La finalidad de un negocio privado radica en el crecimiento y flujo de caja y utilizar razones filantrópicas para alcanzar estos objetivos no tiene nada de malo, el problema está en olvidar como clientes sus principios y motivos iniciales. Unilever no apoya las luchas raciales porque esté a favor de la equidad, Coca Cola no se despierta en las mañanas con un sentimiento de indignación debido a los sucesos transcurridos y Starbucks difícilmente tiene claro las implicaciones a nivel ético de darle poder a una compañía privada de censurar la opinión pública. Todas estas acciones son simplemente el resultado de estudios de intereses del consumidor actual y futuro que generan ingresos positivos y elevan el valor de los stocks de las empresas en la bolsa. 

El filósofo alemán Jürgen Habermas hace acotación en 1989 a la esfera pública como un dominio de nuestra vida social en el que la opinión pública puede conformarse y presenta un acceso universal. Habermas ejemplifica este razonamiento con las discusiones e intercambios de ideas que tomaban lugar en los cafés, parques y demás áreas físicamente palpables. Actualmente, estos espacios se mantienen pero han evolucionado a lo digital, garantizando aún más una participación abierta y su importancia es inimaginable puesto que nuestra percepción del mundo se ve moldeada por el mismo.

Haciendo incidencia directa en estos espacios, movimientos como #StopHateforProfit parecen revolucionaros a nivel de derechos humanos pero causan una dicotomía en la libertad de expresión y la visualización clara de lo que es actualmente la esfera pública. 

La censura que ha realizado Facebook y Twitter en la esfera pública hasta el momento podría clasificarse en su totalidad como positiva si se quisiera y es claro que representaría un reto considerable argumentar en contra. Definitivamente ayudar con el control de las noticias falsas y reducir mensajes de violencia provee un panorama más agradable para sus usuarios. El verdadero problema está en el precedente que se está creando y lo que eso implica a nivel de los derechos que se están cediendo a las empresas y corporaciones privadas para controlar la información pública. 

Hoy, bajo el contexto en el que vivimos y con las justificaciones claras, estamos a favor de la censura. ¿Pero mañana?
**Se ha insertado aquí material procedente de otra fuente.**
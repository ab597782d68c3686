/// A stored file as seen by the lifecycle manager
///
/// `name` holds the full `owner/filename` key until the record is formatted
/// for a client, after which only the filename remains.
#[derive(Debug, Clone, PartialEq, Eq)]
pub struct FileRecord {
    pub name: String,
    /// Signed URL, or the stable public path once formatted for a public file
    pub url: String,
    pub content_type: String,
    pub lifecycle: LifecycleMetadata,
    /// Epoch milliseconds, from the store
    pub uploaded_at: i64,
    /// Epoch milliseconds, from the store
    pub updated_at: i64,
    pub size: u64,
}

/// Client-controlled lifecycle policy of a file, round-tripped as object metadata
#[derive(Debug, Clone, Copy, PartialEq, Eq)]
pub struct LifecycleMetadata {
    /// Absolute deletion deadline, epoch milliseconds
    pub auto_delete_at: i64,
    /// Signed URL time-to-live in seconds, counted from each read
    pub private_url_expires: u64,
    pub is_public: bool,
}

impl LifecycleMetadata {
    pub fn is_expired_at(&self, now_ms: i64) -> bool {
        self.auto_delete_at <= now_ms
    }
}

/// MIME types accepted at upload time
pub const ACCEPTED_CONTENT_TYPES: &[&str] = &[
    "application/json; charset=utf-8",
    "application/json",
    "text/html; charset=utf-8",
    "text/html",
    "text/plain; charset=utf-8",
    "text/plain",
    "text/javascript; charset=utf-8",
    "text/javascript",
    "application/xml; charset=utf-8",
    "application/xml",
    "text/xml",
    "text/xml; charset=utf-8",
    "text/csv",
    "text/css",
    "video/mpeg",
    "audio/mpeg",
    "application/epub+zip",
    "application/epub",
    "image/gif",
    "image/jpeg",
    "application/pdf",
    "audio/wav",
    "audio/ogg",
    "image/png",
    "application/font-woff",
    "font/woff",
    "font/woff2",
    "application/x-compressed",
    "application/x-7z-compressed",
    // excel
    "application/vnd.ms-excel",
    "application/vnd.openxmlformats-officedocument.spreadsheetml.sheet",
    // word
    "application/msword",
    "application/vnd.openxmlformats-officedocument.wordprocessingml.document",
    // powerpoint
    "application/vnd.ms-powerpoint",
    "application/vnd.openxmlformats-officedocument.presentationml.presentation",
    "application/x-sh",
    "image/svg+xml",
    "application/x-tar",
    "application/x-gzip",
    "application/gzip",
    "image/webp",
    "image/x-icon",
    "image/vnd.microsoft.icon",
    "image/avif",
    "application/wasm",
    "application/x-zip-compressed",
    "application/zip",
];

pub fn is_content_type_accepted(content_type: &str) -> bool {
    ACCEPTED_CONTENT_TYPES.contains(&content_type)
}
mod file;
pub mod metadata;
pub mod object_path;

pub use file::*;
pub use metadata::{MetadataError, MetadataField};
pub use object_path::ObjectPathError;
Alegando nuevamente que las corporaciones privadas no nos pertenecen y su finalidad no es ser activistas bajo motivos meramente humanitarios estamos dando autorización a cambiar y ocultar realidades que no van a dejar de existir solo porque no se encuentren en las plataforma. 

El principio de libertad de expresión estipulado en la Comisión Interamericana de Derechos Humanos se clasifica como un derecho fundamental y un requisito indispensable para la existencia misma de una sociedad democrática. Poner en tonos grises el acceso a este derecho a compañías que previamente han demostrado que su prioridad no es honrar la democracia es un arma de doble filo para nuestros sistemas políticos y sociales que han aparentado ser más maleables de lo que creíamos. Solucionar problemáticas a través de realidades polarizadas para atraer un sentimiento de seguridad, protección y bienestar puede no ser la solución adecuada. 

Finalmente, el día de ayer y durante el transcurso de la pasada semana, Facebook decidió castigar la cuenta de Trump, siendo esta la primera vez que se toma una acción de esta magnitud. Youtube eliminó contenido del presidente y Twitter continua censurando y limitando la interacción. 

Más allá de las creencias personales, principios morales o posturas políticas que se tengan alrededor de estos hechos es claro que queda pendiente un análisis profundo del tema. El foco de este texto propone traer a reflexión la censura pública controlada por la empresa privada y los portillos legales que se están abriendo en tiempos políticos frágiles. 

Si bien, son lamentables y extremos los acontecimientos que están ocurriendo cabe preguntarse si vale la pena lo que se está cediendo y si realmente se entienden las consecuencias de las decisiones que hoy se están tomando por inercia, normalizadas en el caos y ruido mediático.